VoltarDiesel18 de fevereiro de 2025Leitura de 3min

Desafios e impactos do biodiesel: distribuidoras avaliam suspensão temporária da mistura

O aumento do preço do biodiesel e fraudes na comercialização impulsionam debate sobre a obrigatoriedade da mistura no diesel

Biodiesel e diesel, com setas

A recente alta nos preços do biodiesel e o aumento das fraudes no setor levaram grandes distribuidoras de combustíveis a cogitar um pedido à Agência Nacional do Petróleo (ANP) para suspender temporariamente a mistura obrigatória do biocombustível ao diesel. O debate se intensifica com a proximidade da elevação do percentual de mistura para 15% em março, frente aos atuais 14%.

O biodiesel, produzido principalmente a partir do óleo de soja, teve um aumento significativo de preço devido à valorização do grão no final de 2023. De acordo com o Instituto Brasileiro do Petróleo (IBP), atualmente o litro do biodiesel custa R$ 2,20 a mais do que o diesel fóssil, configurando a maior diferença desde o início do governo Lula 3.

Avaliação do pedido

Diante desse cenário, o Sindicato Nacional das Empresas Distribuidoras de Combustíveis e de Lubrificantes (Sindicom), que representa grandes players como Vibra, Raízen, Ipiranga e Shell, avalia a viabilidade do pedido. A preocupação central das distribuidoras não se resume apenas ao custo elevado, mas também à proliferação de fraudes na mistura obrigatória. Com o preço mais alto do biodiesel, cresce o temor de que postos de combustíveis comercializem diesel sem a adição correta do biocombustível, prejudicando a concorrência e impactando a qualidade do produto final.

Irregularidades

O Instituto Combustível Legal (ICL) realizou testes em 2023 e constatou que 30% dos 175 postos analisados em São Paulo apresentaram irregularidades na mistura. Esse tipo de prática gera um ganho ilícito de R$ 0,27 por litro para os estabelecimentos que não cumprem a norma, um valor muito acima da margem de lucro média do setor, que gira em torno de R$ 0,04 por litro.
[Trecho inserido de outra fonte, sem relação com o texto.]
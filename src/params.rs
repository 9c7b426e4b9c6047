//! Analysis configuration and parameter metadata
//!
//! This module provides:
//! - [`AnalysisConfig`], the run configuration (loadable from TOML)
//! - metadata about tunable parameters for sweeps and documentation
//!
//! # Example
//!
//! ```rust
//! use mcsw::params::AnalysisConfig;
//!
//! let config = AnalysisConfig::from_toml_str(
//!     r#"
//!     ignore_candles = 1
//!     timeframe = "2D"
//!     engulfing_threshold_percent = 0.05
//!     "#,
//! )
//! .unwrap();
//! assert_eq!(config.timeframe.merge_size(), 2);
//!
//! for param in AnalysisConfig::param_meta() {
//!   println!("{}: {:?} (default: {})", param.name, param.param_type, param.default);
//! }
//! ```

use std::collections::HashMap;

use serde::{Deserialize, Serialize};

use crate::{
  detectors::helpers::DEFAULT_IGNORE_CANDLES,
  timeframe::{Granularity, Timeframe},
  PatternError, Result, ThresholdPercent,
};

// ============================================================
// PARAMETER TYPES
// ============================================================

/// Type of parameter value
#[derive(Debug, Clone, Copy, PartialEq, Eq)]
pub enum ParamType {
  /// Percentage value (0.10 means 0.10%)
  Percent,
  /// Non-negative integer count
  Count,
}

/// Metadata for a single tunable parameter
#[derive(Debug, Clone)]
pub struct ParamMeta {
  /// Parameter name (e.g., "engulfing_threshold_percent")
  pub name: &'static str,
  pub param_type: ParamType,
  pub default: f64,
  /// Range for sweeps: (min, max, step)
  pub range: (f64, f64, f64),
  pub description: &'static str,
}

impl ParamMeta {
  pub const fn percent(
    name: &'static str,
    default: f64,
    range: (f64, f64, f64),
    description: &'static str,
  ) -> Self {
    Self { name, param_type: ParamType::Percent, default, range, description }
  }

  pub const fn count(
    name: &'static str,
    default: f64,
    range: (f64, f64, f64),
    description: &'static str,
  ) -> Self {
    Self { name, param_type: ParamType::Count, default, range, description }
  }

  /// Generate all values for grid search
  pub fn generate_grid(&self) -> Vec<f64> {
    let (min, max, step) = self.range;
    let mut values = Vec::new();
    let mut i = 0u32;
    loop {
      let v = min + step * i as f64;
      if v > max + f64::EPSILON {
        break;
      }
      values.push(v);
      i += 1;
    }
    values
  }

  /// Validate a value for this parameter
  pub fn validate(&self, value: f64) -> Result<()> {
    let (min, max, _) = self.range;
    if value.is_nan() || value < min || value > max {
      return Err(PatternError::OutOfRange { field: self.name, value, min, max });
    }
    match self.param_type {
      ParamType::Percent => Ok(()),
      ParamType::Count => {
        if value.fract() != 0.0 {
          return Err(PatternError::InvalidValue("Count must be a whole number"));
        }
        Ok(())
      },
    }
  }
}

// ============================================================
// PARAMETERIZED DETECTOR TRAIT
// ============================================================

/// Trait for components whose parameters can be swept
pub trait ParameterizedDetector: Sized {
  /// Returns metadata for all configurable parameters
  fn param_meta() -> &'static [ParamMeta];

  /// Creates an instance from a parameter map.
  ///
  /// Missing parameters use their default values.
  fn with_params(params: &HashMap<&str, f64>) -> Result<Self>;
}

// ============================================================
// PARAMETER VALUE HELPERS
// ============================================================

/// Helper to get a percentage from params with default fallback
pub fn get_percent(
  params: &HashMap<&str, f64>,
  key: &str,
  default: ThresholdPercent,
) -> Result<ThresholdPercent> {
  match params.get(key) {
    Some(&value) => ThresholdPercent::new(value),
    None => Ok(default),
  }
}

/// Helper to get a non-negative whole count from params with default fallback
pub fn get_count(params: &HashMap<&str, f64>, key: &str, default: usize) -> Result<usize> {
  match params.get(key) {
    Some(&value) => {
      if !value.is_finite() || value < 0.0 || value.fract() != 0.0 {
        return Err(PatternError::InvalidValue("Count must be a non-negative whole number"));
      }
      Ok(value as usize)
    },
    None => Ok(default),
  }
}

// ============================================================
// ANALYSIS CONFIG
// ============================================================

const ANALYSIS_PARAMS: &[ParamMeta] = &[
  ParamMeta::count(
    "ignore_candles",
    1.0,
    (0.0, 3.0, 1.0),
    "Most recent candles dropped as incomplete before merging",
  ),
  ParamMeta::count("merge_size", 1.0, (1.0, 7.0, 1.0), "Raw candles merged into each period"),
  ParamMeta::percent(
    "engulfing_threshold_percent",
    0.10,
    (0.0, 0.5, 0.05),
    "Engulfing body tolerance as a percentage of MC1's body",
  ),
];

/// Configuration consumed by the analyzer
#[derive(Debug, Clone, PartialEq, Serialize, Deserialize)]
#[serde(default, deny_unknown_fields)]
pub struct AnalysisConfig {
  /// Most recent candles to drop as incomplete (0 is legal)
  pub ignore_candles: usize,
  pub timeframe: Timeframe,
  pub engulfing_threshold_percent: ThresholdPercent,
  /// Gap tolerated inside a merge group; `None` uses the granularity's default
  pub max_gap_days: Option<i64>,
}

impl Default for AnalysisConfig {
  fn default() -> Self {
    Self {
      ignore_candles: DEFAULT_IGNORE_CANDLES,
      timeframe: Timeframe::default(),
      engulfing_threshold_percent: ThresholdPercent::DEFAULT,
      max_gap_days: None,
    }
  }
}

impl AnalysisConfig {
  /// Parse and validate a TOML document
  pub fn from_toml_str(content: &str) -> Result<Self> {
    let config: Self =
      toml::from_str(content).map_err(|e| PatternError::InvalidConfig(e.to_string()))?;
    config.validate()?;
    Ok(config)
  }

  /// Read, parse and validate a TOML file
  pub fn load(path: impl AsRef<std::path::Path>) -> Result<Self> {
    let path = path.as_ref();
    let content = std::fs::read_to_string(path).map_err(|e| {
      PatternError::InvalidConfig(format!("failed to read {}: {e}", path.display()))
    })?;
    Self::from_toml_str(&content)
  }

  pub fn validate(&self) -> Result<()> {
    if let Some(days) = self.max_gap_days {
      if days < 1 {
        return Err(PatternError::InvalidConfig(format!(
          "max_gap_days must be at least 1, got {days}"
        )));
      }
    }
    Ok(())
  }

  #[inline]
  pub fn effective_max_gap_days(&self) -> i64 {
    self.max_gap_days.unwrap_or_else(|| self.timeframe.granularity().max_gap_days())
  }

  /// Candles needed for one classification: `ignore + 2 * merge_size`
  #[inline]
  pub fn min_candles(&self) -> usize {
    self.ignore_candles.saturating_add(2 * self.timeframe.merge_size())
  }

  pub fn param_meta() -> &'static [ParamMeta] {
    ANALYSIS_PARAMS
  }

  /// Daily configuration from a parameter map; missing keys use defaults.
  ///
  /// Values are checked against their types (`Timeframe`, `ThresholdPercent`),
  /// not against the sweep ranges in [`param_meta`](Self::param_meta).
  pub fn with_params(params: &HashMap<&str, f64>) -> Result<Self> {
    let defaults = Self::default();
    let merge_size = get_count(params, "merge_size", defaults.timeframe.merge_size())?;
    Ok(Self {
      ignore_candles: get_count(params, "ignore_candles", defaults.ignore_candles)?,
      timeframe: Timeframe::new(Granularity::Daily, merge_size)?,
      engulfing_threshold_percent: get_percent(
        params,
        "engulfing_threshold_percent",
        defaults.engulfing_threshold_percent,
      )?,
      max_gap_days: None,
    })
  }
}

// ============================================================
// TESTS
// ============================================================

#[cfg(test)]
mod tests {
  use super::*;

  #[test]
  fn test_param_meta_percent() {
    let meta = ParamMeta::percent("test_pct", 0.1, (0.0, 0.5, 0.05), "Test percent parameter");

    assert_eq!(meta.name, "test_pct");
    assert_eq!(meta.param_type, ParamType::Percent);
    assert_eq!(meta.default, 0.1);
  }

  #[test]
  fn test_param_meta_count() {
    let meta = ParamMeta::count("test_count", 2.0, (1.0, 7.0, 1.0), "Test count parameter");

    assert_eq!(meta.param_type, ParamType::Count);
    assert_eq!(meta.default, 2.0);
  }

  #[test]
  fn test_generate_grid() {
    let meta = ParamMeta::percent("test", 0.1, (0.0, 0.2, 0.1), "Test");

    let grid = meta.generate_grid();
    assert_eq!(grid.len(), 3);
    assert!((grid[0] - 0.0).abs() < 1e-12);
    assert!((grid[1] - 0.1).abs() < 1e-12);
    assert!((grid[2] - 0.2).abs() < 1e-12);
  }

  #[test]
  fn test_validate_count() {
    let meta = ParamMeta::count("test", 1.0, (1.0, 7.0, 1.0), "Test");

    assert!(meta.validate(1.0).is_ok());
    assert!(meta.validate(7.0).is_ok());
    assert!(meta.validate(0.0).is_err());
    assert!(meta.validate(8.0).is_err());
    assert!(meta.validate(2.5).is_err());
  }

  #[test]
  fn test_get_percent_helper() {
    let mut params = HashMap::new();
    params.insert("key1", 0.25);

    let default = ThresholdPercent::DEFAULT;
    assert_eq!(get_percent(&params, "key1", default).unwrap().get(), 0.25);
    assert_eq!(get_percent(&params, "key2", default).unwrap(), default);
  }

  #[test]
  fn test_get_count_helper() {
    let mut params = HashMap::new();
    params.insert("key1", 3.0);
    params.insert("bad", -1.0);

    assert_eq!(get_count(&params, "key1", 1).unwrap(), 3);
    assert_eq!(get_count(&params, "key2", 1).unwrap(), 1);
    assert!(get_count(&params, "bad", 1).is_err());
  }

  #[test]
  fn test_default_config() {
    let config = AnalysisConfig::default();
    assert_eq!(config.ignore_candles, 1);
    assert_eq!(config.timeframe.to_string(), "1D");
    assert_eq!(config.engulfing_threshold_percent.get(), 0.10);
    assert_eq!(config.effective_max_gap_days(), 1);
    assert_eq!(config.min_candles(), 3);
  }

  #[test]
  fn test_from_toml() {
    let config = AnalysisConfig::from_toml_str(
      r#"
      ignore_candles = 0
      timeframe = "2w"
      engulfing_threshold_percent = 0.05
      "#,
    )
    .unwrap();

    assert_eq!(config.ignore_candles, 0);
    assert_eq!(config.timeframe, Timeframe::weekly(2).unwrap());
    assert_eq!(config.engulfing_threshold_percent.get(), 0.05);
    assert_eq!(config.effective_max_gap_days(), 7);
  }

  #[test]
  fn test_from_toml_uses_defaults() {
    let config = AnalysisConfig::from_toml_str("").unwrap();
    assert_eq!(config, AnalysisConfig::default());
  }

  #[test]
  fn test_from_toml_rejects_bad_values() {
    assert!(AnalysisConfig::from_toml_str("timeframe = \"9D\"").is_err());
    assert!(AnalysisConfig::from_toml_str("engulfing_threshold_percent = -1.0").is_err());
    assert!(AnalysisConfig::from_toml_str("max_gap_days = 0").is_err());
    assert!(AnalysisConfig::from_toml_str("unknown = 1").is_err());
  }

  #[test]
  fn test_with_params() {
    let mut params = HashMap::new();
    params.insert("merge_size", 3.0);
    params.insert("engulfing_threshold_percent", 0.2);

    let config = AnalysisConfig::with_params(&params).unwrap();
    assert_eq!(config.timeframe.merge_size(), 3);
    assert_eq!(config.ignore_candles, 1);
    assert_eq!(config.engulfing_threshold_percent.get(), 0.2);
  }

  #[test]
  fn test_with_params_rejects_out_of_range() {
    let mut params = HashMap::new();
    params.insert("merge_size", 9.0);
    assert!(AnalysisConfig::with_params(&params).is_err());
  }

  #[test]
  fn test_with_params_accepts_values_outside_sweep_range() {
    let mut params = HashMap::new();
    params.insert("engulfing_threshold_percent", 5.0);
    params.insert("ignore_candles", 4.0);

    let config = AnalysisConfig::with_params(&params).unwrap();
    assert_eq!(config.engulfing_threshold_percent.get(), 5.0);
    assert_eq!(config.ignore_candles, 4);

    params.insert("engulfing_threshold_percent", 150.0);
    assert!(AnalysisConfig::with_params(&params).is_err());
  }

  #[test]
  fn test_param_meta_listing() {
    let names: Vec<_> = AnalysisConfig::param_meta().iter().map(|p| p.name).collect();
    assert_eq!(names, ["ignore_candles", "merge_size", "engulfing_threshold_percent"]);
  }
}
//! Candle merging
//!
//! Turns an ordered candle sequence into two adjacent merged periods:
//!
//! ```text
//!   [ ... | MC1 group (n) | MC2 group (n) | ignored (k) ]
//! ```
//!
//! A group whose consecutive candles are more than `max_gap_days` calendar days
//! apart is not aggregated; its merged candle is the group's last raw candle.

use tracing::debug;

use super::helpers::{calendar_day_gap, DAILY_MAX_GAP_DAYS};
use crate::{MergedCandle, PatternError, PriceBar, Result};

/// Merge daily candles into (MC1, MC2).
///
/// Drops the last `ignore_count` candles, then merges the latest `merge_size`
/// of the rest into MC2 and the `merge_size` before them into MC1.
pub fn merge<T: PriceBar>(
    candles: &[T],
    ignore_count: usize,
    merge_size: usize,
) -> Result<(MergedCandle, MergedCandle)> {
    merge_with_gap(candles, ignore_count, merge_size, DAILY_MAX_GAP_DAYS)
}

/// Like [`merge`] with an explicit gap tolerance (7 for weekly candles).
pub fn merge_with_gap<T: PriceBar>(
    candles: &[T],
    ignore_count: usize,
    merge_size: usize,
    max_gap_days: i64,
) -> Result<(MergedCandle, MergedCandle)> {
    if merge_size == 0 {
        return Err(PatternError::InvalidValue("merge size must be > 0"));
    }
    // Saturates: no slice is that long, so an overflowing need is just unmet
    let need = merge_size.saturating_mul(2).saturating_add(ignore_count);
    let got = candles.len();
    if got < need {
        return Err(PatternError::InsufficientData { need, got });
    }

    let usable = &candles[..got - ignore_count];
    let split = usable.len() - merge_size;
    let mc1_group = &usable[split - merge_size..split];
    let mc2_group = &usable[split..];

    let mc1 = merge_group(mc1_group, max_gap_days).ok_or(PatternError::InsufficientData { need, got })?;
    let mc2 = merge_group(mc2_group, max_gap_days).ok_or(PatternError::InsufficientData { need, got })?;
    Ok((mc1, mc2))
}

/// Merge one group. Returns `None` for an empty group.
pub fn merge_group<T: PriceBar>(group: &[T], max_gap_days: i64) -> Option<MergedCandle> {
    let first = group.first()?;
    let last = group.last()?;

    if let Some((index, gap_days)) = find_gap(group, max_gap_days) {
        debug!(
            index,
            gap_days,
            group_len = group.len(),
            "Gap inside merge group, using last candle"
        );
        return Some(MergedCandle::from_bar(last));
    }

    let mut high = first.high();
    let mut low = first.low();
    for c in group {
        high = high.max(c.high());
        low = low.min(c.low());
    }

    Some(MergedCandle {
        start_time: first.time(),
        end_time: last.time(),
        open: first.open(),
        high,
        low,
        close: last.close(),
        source_count: group.len(),
    })
}

/// First consecutive pair more than `max_gap_days` apart, as
/// (index of the later candle, gap in days).
pub fn find_gap<T: PriceBar>(group: &[T], max_gap_days: i64) -> Option<(usize, i64)> {
    group.windows(2).enumerate().find_map(|(i, pair)| {
        let gap = calendar_day_gap(pair[0].time(), pair[1].time());
        (gap > max_gap_days).then_some((i + 1, gap))
    })
}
A fiscalização limitada é outro fator crítico. A ANP informou ao Ministério Público Federal que, devido a restrições orçamentárias, conseguirá fiscalizar apenas 9% dos postos de combustíveis do país, o que corresponde a cerca de 11 mil estabelecimentos. Esse déficit no monitoramento agrava as preocupações sobre fraudes e distorções no mercado.

Agronegócio

Além das distribuidoras, o agronegócio também entrou na discussão. A Frente Parlamentar do Biodiesel convocou uma reunião em Brasília para debater formas de ampliar a fiscalização da ANP, sugerindo maior integração com a Receita Federal e os fiscos estaduais para obter acesso a dados de notas fiscais. Além disso, parlamentares avaliam um projeto de lei para aumentar as penalidades em casos de descumprimento da mistura obrigatória e para criar um operador nacional responsável pelo monitoramento do setor.

Embora a suspensão da mistura obrigatória seja uma alternativa em estudo, especialistas do setor enxergam esse movimento como uma forma de pressão para que o governo reforce a fiscalização e evite a concorrência desleal. A decisão final sobre o tema dependerá do avanço das negociações entre distribuidoras, governo e representantes do agronegócio nas próximas semanas.